I play brilliantly of course, and we get to 5-4, I'm leading, and Jake has a winning position and is thinking about cubing. He spends a long time studying the board, computing match equities, gammons, counting shots and return shots, counting the race, thinking about whether or not I would take or drop, etc. At the same time, I quickly determine I don't have a clue if it's a take or drop and I'm thinking about whether to have the jello or rice pudding that comes with dinner.
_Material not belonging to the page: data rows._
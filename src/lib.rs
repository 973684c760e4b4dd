// Recursive Fibonacci benchmark
// Measures raw function call overhead: no memoization, no iteration.

use std::hint::black_box;
use std::io::{self, Write};
use std::time::{Duration, Instant};

use tracing::debug;

/// Argument for the timed run.
pub const FIB_INPUT: i64 = 40;

/// Known value of `fib(40)`.
pub const EXPECTED_FIB_40: i64 = 102_334_155;

/// Prefix of the result line. Kept identical to the other runtimes' output
/// so reports can be diffed line by line.
pub const RUNTIME_LABEL: &str = "Go";

/// Naive doubly recursive Fibonacci, O(phi^n) calls.
pub fn fib(n: i64) -> i64 {
    if n <= 1 {
        return n;
    }
    fib(n - 1) + fib(n - 2)
}

/// Result of one timed `fib` call.
#[derive(Debug, Clone, Copy, PartialEq)]
pub struct Measurement {
    pub n: i64,
    pub result: i64,
    pub elapsed: Duration,
}

impl Measurement {
    /// Times a single `fib(n)` call against the monotonic clock.
    pub fn measure(n: i64) -> Self {
        debug!(n, "starting timed run");

        let start = Instant::now();
        let result = fib(black_box(n));
        let elapsed = start.elapsed();

        debug!(n, result, seconds = elapsed.as_secs_f64(), "timed run finished");

        Measurement { n, result, elapsed }
    }

    pub fn seconds(&self) -> f64 {
        self.elapsed.as_secs_f64()
    }

    pub fn matches_expected(&self, expected: i64) -> bool {
        self.result == expected
    }

    /// Writes the two report lines: the result, then the elapsed seconds.
    pub fn write_report<W: Write>(&self, label: &str, out: &mut W) -> io::Result<()> {
        writeln!(out, "{}: Fib({}) = {}", label, self.n, self.result)?;
        writeln!(out, "Tiempo: {:.6} segundos", self.seconds())
    }
}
Coin toss Finally, he turns the cube. Whereupon I pull out a coin and say, "Heads I take, tails, I drop." The crowd goes crazy, and Jake is of course a visibly perturbed ... no way does he want the outcome of any match to reside so much on luck, and by my action, I ensure that luck plays an even greater part in the action. (That tends to bother any player who believes he is playing an inferior player, by the way!) Anyway, I figured, I didn't know whether to take or drop anyway, so what the hell? I might as well flip a coin, and then, whatever happens, why not have some fun?

It came up tails, I dropped, the match went to 5-5; Jake doubled early in the next game and was crushing me, and of course, my last 3 rolls were doubles, as they had to be, in order for me to win the match.
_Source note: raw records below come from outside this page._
// Recursive Fibonacci benchmark (single timed call)
// Output matches the other runtimes line for line; logs go to stderr.

use std::io::{self, Write};

use anyhow::Context;
use fib_bench::{Measurement, EXPECTED_FIB_40, FIB_INPUT, RUNTIME_LABEL};
use tracing::error;
use tracing_subscriber::EnvFilter;

fn main() -> anyhow::Result<()> {
    tracing_subscriber::fmt()
        .with_env_filter(EnvFilter::from_default_env())
        .with_writer(io::stderr)
        .init();

    let measurement = Measurement::measure(FIB_INPUT);

    if !measurement.matches_expected(EXPECTED_FIB_40) {
        error!(
            expected = EXPECTED_FIB_40,
            got = measurement.result,
            "fib result mismatch"
        );
    }

    let stdout = io::stdout();
    let mut out = stdout.lock();
    measurement
        .write_report(RUNTIME_LABEL, &mut out)
        .context("failed to write report to stdout")?;
    out.flush().context("failed to flush stdout")?;

    Ok(())
}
I have never felt more sorry for my opponent. I love Jake ... one of the sweetest (and most unusual) people I have ever known, and I had beaten him almost entirely by luck. (By the way, my tournament record against Jake is excellent, and I would venture to say that Jake probably thinks I am one of the luckiest players on earth, as he has coached me for years and knows how poorly I play.)

It didn't make Jake feel any better that I was trounced in the finals by a player that Jake would probably beat 9 out of 10 times. And my points for finishing second have put me just ahead of Jake in the standings. Well, you can be sure I will bring that lucky coin with me and use it. Every time I play Jake.

Epilogue: After a few minutes and a couple of beers, Jake was in his usual good cheer and happy to have some new material for a future book. I asked him what kind of book he was planning, and he replied, "It's about a homicide."

Phil Simborg is a fulltime backgammon player and teacher.